Supplied data Block Start

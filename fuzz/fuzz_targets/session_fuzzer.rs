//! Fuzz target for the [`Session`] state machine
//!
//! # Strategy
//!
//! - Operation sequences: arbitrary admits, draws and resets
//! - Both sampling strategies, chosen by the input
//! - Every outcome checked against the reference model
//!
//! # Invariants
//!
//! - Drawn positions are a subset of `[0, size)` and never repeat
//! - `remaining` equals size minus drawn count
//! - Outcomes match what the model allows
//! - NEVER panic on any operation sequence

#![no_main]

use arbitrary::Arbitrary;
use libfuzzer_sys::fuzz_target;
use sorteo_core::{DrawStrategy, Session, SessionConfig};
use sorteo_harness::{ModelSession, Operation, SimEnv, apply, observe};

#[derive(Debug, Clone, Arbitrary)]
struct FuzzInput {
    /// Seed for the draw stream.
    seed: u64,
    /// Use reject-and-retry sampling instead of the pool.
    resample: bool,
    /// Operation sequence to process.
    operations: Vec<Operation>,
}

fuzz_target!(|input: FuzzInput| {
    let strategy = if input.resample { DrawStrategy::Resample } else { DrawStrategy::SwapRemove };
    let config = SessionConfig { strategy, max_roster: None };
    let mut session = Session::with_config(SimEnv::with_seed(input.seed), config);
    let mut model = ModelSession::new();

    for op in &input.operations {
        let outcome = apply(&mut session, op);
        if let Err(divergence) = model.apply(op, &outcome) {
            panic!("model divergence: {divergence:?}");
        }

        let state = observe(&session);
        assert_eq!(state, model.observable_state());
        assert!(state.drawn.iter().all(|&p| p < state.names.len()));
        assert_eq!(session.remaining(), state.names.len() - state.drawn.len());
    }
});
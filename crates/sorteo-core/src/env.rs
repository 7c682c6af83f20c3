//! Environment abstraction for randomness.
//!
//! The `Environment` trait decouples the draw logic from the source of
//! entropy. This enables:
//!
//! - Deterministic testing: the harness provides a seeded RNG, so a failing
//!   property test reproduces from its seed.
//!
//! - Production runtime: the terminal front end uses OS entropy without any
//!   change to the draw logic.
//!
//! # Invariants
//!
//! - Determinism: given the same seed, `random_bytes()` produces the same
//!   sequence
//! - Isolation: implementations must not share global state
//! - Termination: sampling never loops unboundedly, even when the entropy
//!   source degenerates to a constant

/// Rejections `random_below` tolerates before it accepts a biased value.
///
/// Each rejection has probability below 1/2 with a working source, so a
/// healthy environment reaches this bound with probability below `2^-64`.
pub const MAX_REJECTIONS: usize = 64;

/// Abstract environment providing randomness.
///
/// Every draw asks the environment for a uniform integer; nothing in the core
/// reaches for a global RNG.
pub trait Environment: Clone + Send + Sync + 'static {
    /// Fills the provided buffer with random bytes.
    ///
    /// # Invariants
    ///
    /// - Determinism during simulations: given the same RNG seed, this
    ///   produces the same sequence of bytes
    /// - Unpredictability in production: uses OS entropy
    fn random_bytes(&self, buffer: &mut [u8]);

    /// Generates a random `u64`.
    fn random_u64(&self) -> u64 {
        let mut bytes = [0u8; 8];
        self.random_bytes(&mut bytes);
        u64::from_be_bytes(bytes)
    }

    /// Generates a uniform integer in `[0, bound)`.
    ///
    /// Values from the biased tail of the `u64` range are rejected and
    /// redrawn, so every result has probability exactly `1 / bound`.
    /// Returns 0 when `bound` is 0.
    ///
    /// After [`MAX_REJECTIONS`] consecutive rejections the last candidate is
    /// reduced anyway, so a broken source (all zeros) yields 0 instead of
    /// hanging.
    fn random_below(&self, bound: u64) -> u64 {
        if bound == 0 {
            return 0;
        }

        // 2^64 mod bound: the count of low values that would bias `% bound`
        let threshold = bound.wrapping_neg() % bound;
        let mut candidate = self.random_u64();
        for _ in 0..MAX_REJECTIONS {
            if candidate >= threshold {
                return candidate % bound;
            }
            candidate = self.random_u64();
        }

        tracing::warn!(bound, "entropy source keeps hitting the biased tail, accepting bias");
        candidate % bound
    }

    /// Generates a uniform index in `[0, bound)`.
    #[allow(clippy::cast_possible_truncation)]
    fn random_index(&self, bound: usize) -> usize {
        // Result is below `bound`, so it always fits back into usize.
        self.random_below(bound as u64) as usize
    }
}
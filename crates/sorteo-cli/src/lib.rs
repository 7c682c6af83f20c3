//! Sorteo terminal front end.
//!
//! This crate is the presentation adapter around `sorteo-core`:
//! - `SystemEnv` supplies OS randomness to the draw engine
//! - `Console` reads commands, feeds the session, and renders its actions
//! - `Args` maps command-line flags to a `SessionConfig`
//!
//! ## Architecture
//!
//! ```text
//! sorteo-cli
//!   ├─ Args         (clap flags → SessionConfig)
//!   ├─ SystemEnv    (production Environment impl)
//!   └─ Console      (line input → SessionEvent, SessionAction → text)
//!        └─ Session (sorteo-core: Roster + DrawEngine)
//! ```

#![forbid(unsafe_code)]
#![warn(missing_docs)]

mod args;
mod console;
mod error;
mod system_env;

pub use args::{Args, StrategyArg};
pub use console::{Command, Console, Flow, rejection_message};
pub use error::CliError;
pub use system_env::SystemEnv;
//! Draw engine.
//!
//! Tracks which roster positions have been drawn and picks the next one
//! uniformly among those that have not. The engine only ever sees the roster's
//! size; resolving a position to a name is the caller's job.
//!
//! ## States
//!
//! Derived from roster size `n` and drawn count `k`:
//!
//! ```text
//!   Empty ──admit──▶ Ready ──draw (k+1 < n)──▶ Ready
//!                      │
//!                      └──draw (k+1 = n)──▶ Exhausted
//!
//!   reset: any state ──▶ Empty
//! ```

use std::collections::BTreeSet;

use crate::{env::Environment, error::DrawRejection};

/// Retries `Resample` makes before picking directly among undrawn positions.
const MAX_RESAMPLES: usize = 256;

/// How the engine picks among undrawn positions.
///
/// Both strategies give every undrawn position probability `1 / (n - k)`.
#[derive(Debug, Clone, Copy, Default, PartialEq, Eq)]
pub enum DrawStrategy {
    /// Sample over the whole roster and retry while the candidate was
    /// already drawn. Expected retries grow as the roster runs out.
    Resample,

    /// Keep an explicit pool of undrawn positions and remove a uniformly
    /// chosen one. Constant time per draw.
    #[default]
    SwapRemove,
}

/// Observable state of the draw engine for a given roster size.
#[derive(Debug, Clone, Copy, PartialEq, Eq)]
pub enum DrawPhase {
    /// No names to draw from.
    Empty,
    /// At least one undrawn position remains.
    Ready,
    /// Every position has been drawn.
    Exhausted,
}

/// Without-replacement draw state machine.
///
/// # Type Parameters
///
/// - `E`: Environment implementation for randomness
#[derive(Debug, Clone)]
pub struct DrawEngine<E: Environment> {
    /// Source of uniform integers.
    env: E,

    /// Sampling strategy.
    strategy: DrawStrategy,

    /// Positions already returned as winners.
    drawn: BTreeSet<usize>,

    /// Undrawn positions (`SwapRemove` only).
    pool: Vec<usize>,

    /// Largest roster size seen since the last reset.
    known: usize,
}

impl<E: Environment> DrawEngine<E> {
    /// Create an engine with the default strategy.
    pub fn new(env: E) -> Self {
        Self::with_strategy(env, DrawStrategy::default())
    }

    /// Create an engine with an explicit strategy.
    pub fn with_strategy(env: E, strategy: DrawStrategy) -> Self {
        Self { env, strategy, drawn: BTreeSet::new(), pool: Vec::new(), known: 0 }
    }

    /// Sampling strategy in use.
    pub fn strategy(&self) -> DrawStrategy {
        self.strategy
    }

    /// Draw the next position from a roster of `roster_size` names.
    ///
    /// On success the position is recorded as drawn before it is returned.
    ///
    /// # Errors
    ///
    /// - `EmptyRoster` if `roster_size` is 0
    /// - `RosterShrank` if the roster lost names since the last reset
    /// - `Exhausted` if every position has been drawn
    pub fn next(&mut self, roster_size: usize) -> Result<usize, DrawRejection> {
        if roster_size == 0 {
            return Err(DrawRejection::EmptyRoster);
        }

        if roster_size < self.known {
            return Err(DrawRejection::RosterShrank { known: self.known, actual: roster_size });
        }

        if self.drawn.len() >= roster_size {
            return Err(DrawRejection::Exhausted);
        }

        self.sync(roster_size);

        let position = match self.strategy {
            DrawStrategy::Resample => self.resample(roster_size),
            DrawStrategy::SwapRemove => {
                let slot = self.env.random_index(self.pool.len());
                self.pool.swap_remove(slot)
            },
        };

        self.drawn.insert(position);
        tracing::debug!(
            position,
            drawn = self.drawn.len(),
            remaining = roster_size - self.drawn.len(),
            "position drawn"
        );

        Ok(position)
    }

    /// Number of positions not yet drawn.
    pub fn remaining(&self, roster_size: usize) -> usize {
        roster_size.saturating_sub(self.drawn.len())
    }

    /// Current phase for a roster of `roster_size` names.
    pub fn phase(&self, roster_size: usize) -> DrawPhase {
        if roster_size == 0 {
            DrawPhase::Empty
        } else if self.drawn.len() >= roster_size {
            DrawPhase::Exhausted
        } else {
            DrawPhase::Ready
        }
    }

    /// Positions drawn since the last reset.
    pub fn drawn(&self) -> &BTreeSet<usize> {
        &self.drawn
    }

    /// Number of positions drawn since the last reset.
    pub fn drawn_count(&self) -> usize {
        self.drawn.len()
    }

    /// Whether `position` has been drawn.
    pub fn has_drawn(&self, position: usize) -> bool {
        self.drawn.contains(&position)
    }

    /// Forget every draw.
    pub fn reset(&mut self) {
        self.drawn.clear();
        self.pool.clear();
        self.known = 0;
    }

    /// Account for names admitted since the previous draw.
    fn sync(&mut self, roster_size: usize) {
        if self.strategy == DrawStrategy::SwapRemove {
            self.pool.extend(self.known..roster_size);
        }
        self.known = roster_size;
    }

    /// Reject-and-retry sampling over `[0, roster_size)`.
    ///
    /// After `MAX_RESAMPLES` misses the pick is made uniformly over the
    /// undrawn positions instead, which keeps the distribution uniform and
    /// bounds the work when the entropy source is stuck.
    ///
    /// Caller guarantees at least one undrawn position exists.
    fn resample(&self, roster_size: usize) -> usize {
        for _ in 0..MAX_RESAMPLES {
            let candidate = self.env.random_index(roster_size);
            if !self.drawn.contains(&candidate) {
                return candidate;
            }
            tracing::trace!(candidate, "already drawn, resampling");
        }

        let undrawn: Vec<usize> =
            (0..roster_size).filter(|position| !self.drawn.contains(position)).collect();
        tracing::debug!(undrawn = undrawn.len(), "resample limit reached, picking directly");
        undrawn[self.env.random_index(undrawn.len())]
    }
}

Supplied data Block End
Supplied data Block Start

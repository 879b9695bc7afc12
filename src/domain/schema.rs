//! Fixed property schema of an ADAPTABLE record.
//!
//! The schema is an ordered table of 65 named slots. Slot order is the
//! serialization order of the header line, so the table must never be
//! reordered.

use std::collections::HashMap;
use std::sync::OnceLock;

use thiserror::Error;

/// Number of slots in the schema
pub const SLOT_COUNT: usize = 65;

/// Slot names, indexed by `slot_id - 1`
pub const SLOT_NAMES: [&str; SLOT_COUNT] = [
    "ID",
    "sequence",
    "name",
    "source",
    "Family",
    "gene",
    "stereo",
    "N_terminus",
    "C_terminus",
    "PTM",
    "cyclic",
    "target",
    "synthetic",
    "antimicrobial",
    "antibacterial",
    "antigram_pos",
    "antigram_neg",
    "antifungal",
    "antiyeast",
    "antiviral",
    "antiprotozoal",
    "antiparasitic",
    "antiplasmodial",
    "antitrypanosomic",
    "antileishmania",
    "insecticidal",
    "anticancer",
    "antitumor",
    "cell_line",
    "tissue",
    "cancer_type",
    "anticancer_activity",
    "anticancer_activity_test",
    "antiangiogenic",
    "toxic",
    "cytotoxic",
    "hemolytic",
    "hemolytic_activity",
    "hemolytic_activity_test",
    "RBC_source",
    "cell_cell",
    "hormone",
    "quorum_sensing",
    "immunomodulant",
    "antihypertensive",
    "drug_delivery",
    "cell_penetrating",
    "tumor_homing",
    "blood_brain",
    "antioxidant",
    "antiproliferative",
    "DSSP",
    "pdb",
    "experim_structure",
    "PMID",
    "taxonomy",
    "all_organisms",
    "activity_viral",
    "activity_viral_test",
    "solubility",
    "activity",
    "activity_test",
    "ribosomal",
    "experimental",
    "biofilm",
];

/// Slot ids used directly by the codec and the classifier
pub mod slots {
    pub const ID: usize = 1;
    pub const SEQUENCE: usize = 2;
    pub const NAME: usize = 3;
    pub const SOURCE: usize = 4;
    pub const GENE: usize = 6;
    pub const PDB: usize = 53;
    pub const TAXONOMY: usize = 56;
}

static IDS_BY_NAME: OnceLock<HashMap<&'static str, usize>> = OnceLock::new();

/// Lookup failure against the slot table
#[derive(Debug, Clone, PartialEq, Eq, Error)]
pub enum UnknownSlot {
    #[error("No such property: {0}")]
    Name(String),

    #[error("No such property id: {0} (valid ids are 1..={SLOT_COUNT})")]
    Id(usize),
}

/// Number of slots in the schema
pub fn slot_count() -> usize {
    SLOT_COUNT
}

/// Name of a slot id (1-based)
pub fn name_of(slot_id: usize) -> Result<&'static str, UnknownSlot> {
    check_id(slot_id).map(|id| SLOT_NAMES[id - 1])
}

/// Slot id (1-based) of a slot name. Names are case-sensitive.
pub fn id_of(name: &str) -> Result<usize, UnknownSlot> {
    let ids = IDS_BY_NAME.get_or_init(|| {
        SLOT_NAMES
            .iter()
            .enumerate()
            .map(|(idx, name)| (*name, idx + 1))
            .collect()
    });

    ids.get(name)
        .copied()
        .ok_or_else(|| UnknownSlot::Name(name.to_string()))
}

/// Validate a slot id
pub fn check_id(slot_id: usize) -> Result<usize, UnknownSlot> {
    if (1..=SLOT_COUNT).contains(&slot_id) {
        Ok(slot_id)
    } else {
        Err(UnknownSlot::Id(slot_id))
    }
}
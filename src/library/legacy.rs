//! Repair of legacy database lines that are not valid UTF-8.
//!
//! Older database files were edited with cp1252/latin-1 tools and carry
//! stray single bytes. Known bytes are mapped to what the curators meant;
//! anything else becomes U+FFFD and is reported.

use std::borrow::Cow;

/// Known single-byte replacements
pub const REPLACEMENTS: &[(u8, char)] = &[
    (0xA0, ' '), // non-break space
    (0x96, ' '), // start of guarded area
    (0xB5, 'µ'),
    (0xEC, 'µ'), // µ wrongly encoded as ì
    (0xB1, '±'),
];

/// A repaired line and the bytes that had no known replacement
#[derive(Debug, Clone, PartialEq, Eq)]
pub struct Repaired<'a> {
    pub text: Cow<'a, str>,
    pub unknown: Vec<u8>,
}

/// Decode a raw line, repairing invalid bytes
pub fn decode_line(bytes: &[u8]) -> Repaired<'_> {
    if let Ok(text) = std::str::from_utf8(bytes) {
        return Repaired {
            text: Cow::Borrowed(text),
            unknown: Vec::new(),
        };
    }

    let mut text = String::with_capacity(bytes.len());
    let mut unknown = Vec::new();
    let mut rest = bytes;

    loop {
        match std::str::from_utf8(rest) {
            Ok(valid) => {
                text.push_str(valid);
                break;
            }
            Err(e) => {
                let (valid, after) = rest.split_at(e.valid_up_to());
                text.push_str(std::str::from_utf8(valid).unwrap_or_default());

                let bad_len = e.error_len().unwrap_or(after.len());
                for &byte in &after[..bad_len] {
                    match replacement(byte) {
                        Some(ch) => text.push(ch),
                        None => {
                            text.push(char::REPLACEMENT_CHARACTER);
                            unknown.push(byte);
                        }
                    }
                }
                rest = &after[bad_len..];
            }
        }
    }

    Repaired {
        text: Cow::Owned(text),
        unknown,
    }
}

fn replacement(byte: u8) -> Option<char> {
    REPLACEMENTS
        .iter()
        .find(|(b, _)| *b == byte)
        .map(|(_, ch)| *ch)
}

Supplied data Block End

Once you have counted every line in the listing that holds the string "SessionConfig", give that number and nothing else.

4